Je le remercie chaudement avant de partir en courant vers la maison pour y récupérer mon téléphone. Étrangement, je n'ai pas reçu le message de Lawrence contenant le numéro de Kim, mais j'ai bel et bien un message d'elle. Peut-être qu'il s'est trompé ? Peut-être que c'est à elle qu'il a envoyé mon contact ? Tant pis, le principal, c'est que l'on puisse communiquer ! J'ouvre donc WhatsApp pour y lire son message.

[Kim] : Hello Elizabeth ! Tu es dispo cet aprem ? On pourrait se retrouver au Titty Twister pour discuter, c'est un café très sympa en ville ! 18h ça te va ?
[Elizabeth] : Hey ! Ok, à tout à l'heure !

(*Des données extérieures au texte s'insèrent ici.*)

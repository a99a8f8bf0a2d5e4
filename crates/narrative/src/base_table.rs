use crate::error::{NarrativeError, Result};
use haqei_iching::{parse_yao_label, HexagramId, HexagramTable, LinePosition, LineRef};
use serde::{Deserialize, Serialize};
use std::collections::BTreeMap;
use std::path::Path;

const BUILTIN_JSON: &str = include_str!("../../../data/h384.json");

/// Rows expected in a complete table (64 hexagrams x 6 lines)
pub const EXPECTED_ROWS: usize = 384;

/// Interpretation of a single line
#[derive(Debug, Clone, PartialEq, Eq, Serialize)]
pub struct BaseRow {
    pub line: LineRef,
    /// Canonical hexagram name
    pub hexagram_name: String,
    /// Yao label (初九, 六二, ...)
    pub line_name: String,
    pub summary: String,
    pub summary_plain: Option<String>,
    pub keywords: Vec<String>,
}

impl BaseRow {
    #[must_use]
    pub fn top_keyword(&self) -> Option<&str> {
        self.keywords.first().map(String::as_str)
    }

    /// Summary text, preferring the plain-language variant when asked and present
    #[must_use]
    pub fn summary_text(&self, prefer_plain: bool) -> &str {
        match &self.summary_plain {
            Some(plain) if prefer_plain && !plain.trim().is_empty() => plain,
            _ => &self.summary,
        }
    }
}

#[derive(Debug, Deserialize)]
#[serde(untagged)]
enum Keywords {
    List(Vec<String>),
    Joined(String),
}

impl Keywords {
    fn into_vec(self) -> Vec<String> {
        let raw = match self {
            Keywords::List(list) => list,
            Keywords::Joined(joined) => joined
                .split(['、', ',', '，'])
                .map(str::to_string)
                .collect(),
        };
        raw.into_iter()
            .map(|kw| kw.trim().to_string())
            .filter(|kw| !kw.is_empty())
            .collect()
    }
}

/// Row as it appears in the JSON file; accepts the Japanese column names too
#[derive(Debug, Deserialize)]
struct RawRow {
    #[serde(alias = "卦番号")]
    hexagram: u32,
    #[serde(alias = "卦名")]
    hexagram_name: String,
    #[serde(default)]
    position: Option<u32>,
    #[serde(alias = "爻")]
    line_name: String,
    #[serde(alias = "現代解釈の要約")]
    summary: String,
    #[serde(default, alias = "現代解釈の要約_plain")]
    summary_plain: Option<String>,
    #[serde(default, alias = "キーワード")]
    keywords: Option<Keywords>,
}

impl RawRow {
    /// 用九 / 用六 rows sit outside the six positions
    fn is_extra_line(&self) -> bool {
        self.position == Some(7) || matches!(self.line_name.trim(), "用九" | "用六")
    }
}

/// The 384-row line interpretation table
#[derive(Debug, Clone)]
pub struct BaseTable {
    rows: BTreeMap<LineRef, BaseRow>,
}

impl BaseTable {
    /// Table compiled into the binary from `data/h384.json`
    pub fn builtin() -> Result<Self> {
        Self::from_json(BUILTIN_JSON)
    }

    pub fn load(path: &Path) -> Result<Self> {
        let raw = std::fs::read_to_string(path)?;
        Self::from_json(&raw).map_err(|e| match e {
            NarrativeError::DataIntegrity(msg) => {
                NarrativeError::integrity(format!("{}: {msg}", path.display()))
            }
            other => other,
        })
    }

    /// Parse and validate a JSON array of rows.
    ///
    /// Names are folded to their canonical spelling and every label must
    /// agree with the hexagram's line pattern. Duplicate lines are rejected.
    pub fn from_json(json: &str) -> Result<Self> {
        let raw_rows: Vec<RawRow> = serde_json::from_str(json)?;
        let hexagrams = HexagramTable::king_wen();
        let mut rows = BTreeMap::new();
        let mut skipped = 0usize;

        for raw in raw_rows {
            if raw.is_extra_line() {
                skipped += 1;
                continue;
            }
            let row = Self::validate_row(hexagrams, raw)?;
            if rows.insert(row.line, row.clone()).is_some() {
                return Err(NarrativeError::integrity(format!(
                    "duplicate row for {} {}",
                    row.hexagram_name, row.line_name
                )));
            }
        }

        if skipped > 0 {
            log::debug!("Skipped {skipped} 用九/用六 rows in base table");
        }
        Ok(Self { rows })
    }

    fn validate_row(hexagrams: &HexagramTable, raw: RawRow) -> Result<BaseRow> {
        let hexagram = HexagramId::new(raw.hexagram)?;
        let canonical = hexagrams.canonical_name(&raw.hexagram_name)?;
        if canonical != hexagrams.name(hexagram) {
            return Err(NarrativeError::integrity(format!(
                "row names {} but hexagram {hexagram} is {}",
                raw.hexagram_name,
                hexagrams.name(hexagram)
            )));
        }

        let (label_position, solid) = parse_yao_label(&raw.line_name)?;
        let position = match raw.position {
            Some(p) => LinePosition::new(p)?,
            None => label_position,
        };
        let line = LineRef::new(hexagram, position);
        let expected_label = line.yao_label(hexagrams);
        if label_position != position || hexagrams.get(hexagram).is_solid(position) != solid {
            return Err(NarrativeError::integrity(format!(
                "{canonical} line {position} is labelled {} (expected {expected_label})",
                raw.line_name
            )));
        }

        Ok(BaseRow {
            line,
            hexagram_name: canonical.to_string(),
            line_name: expected_label,
            summary: raw.summary.trim().to_string(),
            summary_plain: raw.summary_plain.map(|s| s.trim().to_string()),
            keywords: raw.keywords.map(Keywords::into_vec).unwrap_or_default(),
        })
    }

    #[must_use]
    pub fn get(&self, line: LineRef) -> Option<&BaseRow> {
        self.rows.get(&line)
    }

    /// Row for `line`, or `MissingData`
    pub fn require(&self, line: LineRef) -> Result<&BaseRow> {
        self.get(line).ok_or(NarrativeError::MissingData {
            hexagram: line.hexagram.get(),
            position: line.position.get(),
        })
    }

    pub fn rows(&self) -> impl Iterator<Item = &BaseRow> {
        self.rows.values()
    }

    #[must_use]
    pub fn len(&self) -> usize {
        self.rows.len()
    }

    #[must_use]
    pub fn is_empty(&self) -> bool {
        self.rows.is_empty()
    }

    #[must_use]
    pub fn is_complete(&self) -> bool {
        self.rows.len() == EXPECTED_ROWS
    }

    /// Lines with no row
    #[must_use]
    pub fn missing_lines(&self) -> Vec<LineRef> {
        LineRef::all().filter(|line| !self.rows.contains_key(line)).collect()
    }
}

#[cfg(test)]
mod tests {
    use super::*;

    #[test]
    fn test_builtin_table_is_complete() {
        let table = BaseTable::builtin().unwrap();
        assert_eq!(table.len(), EXPECTED_ROWS);
        assert!(table.is_complete());
        assert!(table.missing_lines().is_empty());

        let row = table.get(LineRef::from_raw(1, 5).unwrap()).unwrap();
        assert_eq!(row.hexagram_name, "乾為天");
        assert_eq!(row.line_name, "九五");
        assert_eq!(row.top_keyword(), Some("成功"));
        assert_eq!(row.summary, "最高の地位に達し、広く影響力を及ぼす時。真のリーダーとなる。");
        assert_eq!(
            row.summary_text(true),
            "事業の成功、昇進、リーダーとしての地位確立。"
        );
        assert!(table
            .rows()
            .all(|row| row.summary_plain.is_some() && !row.keywords.is_empty()));
    }

    #[test]
    fn test_japanese_columns_and_extra_lines() {
        let json = r#"[
            {"卦番号": 2, "卦名": "坤為地", "爻": "初六", "現代解釈の要約": "静かに始まる。", "キーワード": "柔順、受容"},
            {"卦番号": 2, "卦名": "坤為地", "爻": "用六", "現代解釈の要約": "全体を貫く。"},
            {"卦番号": 17, "卦名": "沢雷隨", "爻": "初九", "現代解釈の要約": "従う。", "現代解釈の要約_plain": "ついていく。", "キーワード": ["随従"]}
        ]"#;
        let table = BaseTable::from_json(json).unwrap();
        assert_eq!(table.len(), 2);

        let kun = table.get(LineRef::from_raw(2, 1).unwrap()).unwrap();
        assert_eq!(kun.keywords, vec!["柔順", "受容"]);

        let sui = table.get(LineRef::from_raw(17, 1).unwrap()).unwrap();
        assert_eq!(sui.hexagram_name, "澤雷随");
        assert_eq!(sui.summary_text(true), "ついていく。");
        assert_eq!(sui.summary_text(false), "従う。");
        assert!(!table.is_complete());
    }

    #[test]
    fn test_rejects_label_disagreeing_with_lines() {
        let json = r#"[{"hexagram": 1, "hexagram_name": "乾為天", "position": 5, "line_name": "六五", "summary": "x", "keywords": []}]"#;
        let err = BaseTable::from_json(json).unwrap_err();
        assert!(matches!(err, NarrativeError::DataIntegrity(_)));
    }

    #[test]
    fn test_rejects_duplicate_rows() {
        let row = r#"{"hexagram": 1, "hexagram_name": "乾為天", "line_name": "初九", "summary": "x"}"#;
        let json = format!("[{row}, {row}]");
        assert!(BaseTable::from_json(&json).is_err());
    }

    #[test]
    fn test_require_reports_missing_line() {
        let table = BaseTable::from_json("[]").unwrap();
        let err = table.require(LineRef::from_raw(3, 4).unwrap()).unwrap_err();
        assert!(matches!(
            err,
            NarrativeError::MissingData {
                hexagram: 3,
                position: 4
            }
        ));
    }
}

Curieuse, j'ouvre ensuite une page Internet pour voir à quoi ressemble ce fameux Titty Twister. La devanture ne ressemble en rien à un café et il n'y a aucune indication sur les horaires ou autre. Étrange. Mais je relativise, me disant que l'établissement vient peut-être d'être racheté et qu'ils n'avaient pas encore eu le temps de mettre à jour les informations sur le net. Je ferme donc la page et regarde l'heure : il est midi. Avant de redescendre dans la cuisine, je fais un détour par la chambre de Griffin. Je prends une longue inspiration avant de toquer à sa porte. Personne ne répond, pourtant, je sais qu'il est là. Ses chaussures sont dans l'entrée et sa voiture est dans la cour. Alors je recommence, plus fort.

— Quoi putain !?
— C'est Elizabeth...
— Oh ! Betty ! Je suis sur le balcon !

Je grince des dents, prenant sur moi et, au lieu de traverser sa chambre, je fais demi-tour dans la mienne, ouvre ma porte vitrée et longe le mur de la maison jusqu'à le retrouver à mi-chemin. Il est adossé à la balustrade en train de mâchouiller l'intérieur de sa joue, me fixant de ses yeux gris.

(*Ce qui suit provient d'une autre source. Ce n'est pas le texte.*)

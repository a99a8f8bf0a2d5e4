use crate::error::Result;
use haqei_iching::{HexagramId, PathSignature};
use haqei_narrative::{
    build_key, parse_bundle_file_name, BaseTable, Bundle, NarrativeStore, ITEMS_PER_BUNDLE,
};
use serde::Serialize;
use std::collections::BTreeMap;
use std::path::Path;

#[derive(Debug, Clone, PartialEq, Serialize)]
pub struct CoverageReport {
    /// Keys the base table implies (rows x 8 signatures)
    pub expected: usize,
    /// Keys with an entry, placeholders included
    pub present: usize,
    pub missing: usize,
    /// `present / expected` as a percentage
    pub percentage: f64,
    /// Present entries still marked as placeholders
    pub placeholders: usize,
    pub missing_sample: Vec<String>,
}

impl CoverageReport {
    #[must_use]
    pub fn has_gap(&self) -> bool {
        self.missing > 0
    }

    /// Entries with real prose
    #[must_use]
    pub fn authored(&self) -> usize {
        self.present - self.placeholders
    }
}

/// Count which `(row, signature)` keys the store covers
#[must_use]
pub fn check_coverage(base: &BaseTable, store: &NarrativeStore, sample: usize) -> CoverageReport {
    let mut expected = 0;
    let mut present = 0;
    let mut placeholders = 0;
    let mut missing_sample = Vec::new();

    for row in base.rows() {
        for signature in PathSignature::ALL {
            expected += 1;
            let key = build_key(&row.hexagram_name, &row.line_name, signature);
            match store.get_raw(&key) {
                Some(entry) => {
                    present += 1;
                    if entry.placeholder {
                        placeholders += 1;
                    }
                }
                None if missing_sample.len() < sample => missing_sample.push(key),
                None => {}
            }
        }
    }

    let missing = expected - present;
    let percentage = if expected == 0 {
        0.0
    } else {
        present as f64 * 100.0 / expected as f64
    };
    log::debug!("Coverage: {present}/{expected} keys ({placeholders} placeholders)");

    CoverageReport {
        expected,
        present,
        missing,
        percentage,
        placeholders,
        missing_sample,
    }
}

#[derive(Debug, Clone, PartialEq, Eq, Serialize)]
pub struct InvalidBundle {
    pub file: String,
    pub error: String,
}

/// What is on disk in a bundle directory
#[derive(Debug, Clone, PartialEq, Eq, Serialize)]
pub struct BundleCoverage {
    /// Item count per hexagram for every readable bundle
    pub items: BTreeMap<HexagramId, usize>,
    /// Hexagrams with no `hex-{N}.json`
    pub missing_files: Vec<HexagramId>,
    /// Readable bundles with fewer than 48 items
    pub incomplete: Vec<HexagramId>,
    pub invalid: Vec<InvalidBundle>,
    pub total_items: usize,
}

impl BundleCoverage {
    #[must_use]
    pub fn expected_items() -> usize {
        ITEMS_PER_BUNDLE * usize::from(HexagramId::MAX)
    }

    #[must_use]
    pub fn is_complete(&self) -> bool {
        self.missing_files.is_empty() && self.invalid.is_empty() && self.incomplete.is_empty()
    }
}

/// Scan `dir` for `hex-*.json` files and validate each one
pub fn check_bundle_dir(dir: &Path) -> Result<BundleCoverage> {
    let mut items = BTreeMap::new();
    let mut invalid = Vec::new();

    for dirent in std::fs::read_dir(dir)? {
        let dirent = dirent?;
        let file_name = dirent.file_name().to_string_lossy().into_owned();
        let Some(hexagram) = parse_bundle_file_name(&file_name) else {
            continue;
        };
        let loaded = std::fs::read(dirent.path())
            .map_err(Into::into)
            .and_then(|bytes| Bundle::from_slice(&bytes, hexagram));
        match loaded {
            Ok(bundle) => {
                items.insert(hexagram, bundle.len());
            }
            Err(e) => {
                log::warn!("Invalid bundle {file_name}: {e}");
                invalid.push(InvalidBundle {
                    file: file_name,
                    error: e.to_string(),
                });
            }
        }
    }
    invalid.sort_by(|a, b| a.file.cmp(&b.file));

    let present_but_invalid: Vec<HexagramId> = invalid
        .iter()
        .filter_map(|i| parse_bundle_file_name(&i.file))
        .collect();
    let missing_files = HexagramId::all()
        .filter(|id| !items.contains_key(id) && !present_but_invalid.contains(id))
        .collect();
    let incomplete = items
        .iter()
        .filter(|(_, count)| **count < ITEMS_PER_BUNDLE)
        .map(|(id, _)| *id)
        .collect();
    let total_items = items.values().sum();

    Ok(BundleCoverage {
        items,
        missing_files,
        incomplete,
        invalid,
        total_items,
    })
}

— Tu veux quoi, Betty ? me demande-t-il, son éternel sourire narquois plaqué sur ses lèvres.
— Tu peux m'emmener en ville tout à l'heure ? Je dois y retrouver Kim, répondis-je sans me démonter.
— Non.

Je reste interdite face à son arrogance. Il n'a pas bougé, nonchalant. À cet instant, je n'ai qu'une envie, le gifler. Mais je me retiens, plantant mes yeux dans les siens et j'ose.

— Pourquoi ?
— Parce que t'es malpolie, réplique-t-il du tac au tac.
— S'il te plaît, soufflé-je, excédée.
— Pardon Betty ? Je ne t'ai pas bien entendu.

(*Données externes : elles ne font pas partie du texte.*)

//! Key formats shared by the authoring store, the bundles, and QA.
//!
//! - authoring key: `"{hexagram name} {yao label} | {signature}"`
//! - bundle item key: `"{hexagram}_{position}_{signature}"`
//! - bundle file name: `"hex-{hexagram}.json"`

use crate::error::{NarrativeError, Result};
use haqei_iching::{HexagramId, HexagramTable, LinePosition, LineRef, PathSignature};
use serde::{Deserialize, Serialize};
use std::fmt;

/// Build an authoring key from its parts
#[must_use]
pub fn build_key(hexagram_name: &str, line_name: &str, signature: PathSignature) -> String {
    format!("{hexagram_name} {line_name} | {signature}")
}

#[must_use]
pub fn bundle_item_key(line: LineRef, signature: PathSignature) -> String {
    format!("{}_{}_{}", line.hexagram, line.position, signature)
}

#[must_use]
pub fn bundle_file_name(hexagram: HexagramId) -> String {
    format!("hex-{hexagram}.json")
}

/// Parse `hex-{N}.json` back into a hexagram id
#[must_use]
pub fn parse_bundle_file_name(name: &str) -> Option<HexagramId> {
    let number = name.strip_prefix("hex-")?.strip_suffix(".json")?;
    HexagramId::new(number.parse().ok()?).ok()
}

/// One of the 3072 `(start line, signature)` combinations
#[derive(Debug, Clone, Copy, PartialEq, Eq, PartialOrd, Ord, Hash, Serialize, Deserialize)]
pub struct NarrativeKey {
    pub line: LineRef,
    pub signature: PathSignature,
}

impl NarrativeKey {
    #[must_use]
    pub const fn new(line: LineRef, signature: PathSignature) -> Self {
        Self { line, signature }
    }

    /// Every combination, hexagram-major then position then signature order
    pub fn all() -> impl Iterator<Item = NarrativeKey> {
        LineRef::all().flat_map(|line| {
            PathSignature::ALL
                .into_iter()
                .map(move |sig| NarrativeKey::new(line, sig))
        })
    }

    /// Canonical authoring key
    #[must_use]
    pub fn authoring_key(&self, table: &HexagramTable) -> String {
        build_key(
            table.name(self.line.hexagram),
            &self.line.yao_label(table),
            self.signature,
        )
    }

    #[must_use]
    pub fn bundle_key(&self) -> String {
        bundle_item_key(self.line, self.signature)
    }

    /// Parse an authoring key, accepting variant hexagram spellings
    pub fn parse_authoring(table: &HexagramTable, raw: &str) -> Result<Self> {
        let invalid = || NarrativeError::integrity(format!("malformed narrative key: {raw:?}"));
        let (head, sig) = raw.rsplit_once('|').ok_or_else(invalid)?;
        let (name, line_name) = head.trim().rsplit_once(' ').ok_or_else(invalid)?;
        let line = LineRef::from_names(table, name, line_name)?;
        let signature = sig.trim().parse()?;
        Ok(Self::new(line, signature))
    }

    pub fn parse_bundle(raw: &str) -> Result<Self> {
        let invalid = || NarrativeError::integrity(format!("malformed bundle item key: {raw:?}"));
        let mut parts = raw.splitn(3, '_');
        let (Some(hex), Some(pos), Some(sig)) = (parts.next(), parts.next(), parts.next()) else {
            return Err(invalid());
        };
        let hexagram = HexagramId::new(hex.parse().map_err(|_| invalid())?)?;
        let position = LinePosition::new(pos.parse().map_err(|_| invalid())?)?;
        Ok(Self::new(LineRef::new(hexagram, position), sig.parse()?))
    }
}

impl fmt::Display for NarrativeKey {
    fn fmt(&self, f: &mut fmt::Formatter<'_>) -> fmt::Result {
        write!(f, "{}", self.bundle_key())
    }
}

Je sens mes narines se dilater sous l'effet de la colère qui m'envahit. Mais je garde mon calme malgré tout car exploser, c'est le faire gagner.

— Griffin, pourrais-tu, s'il te plaît, m'emmener tout à l'heure en ville afin que je puisse y retrouver Kimberley... recommencé-je, les lèvres pincées.
— Je vais y réfléchir, je te tiens au courant, me répond Griffin, un large sourire dévoilant ses dents blanches.

Dieu ce que je maudissais ce garçon.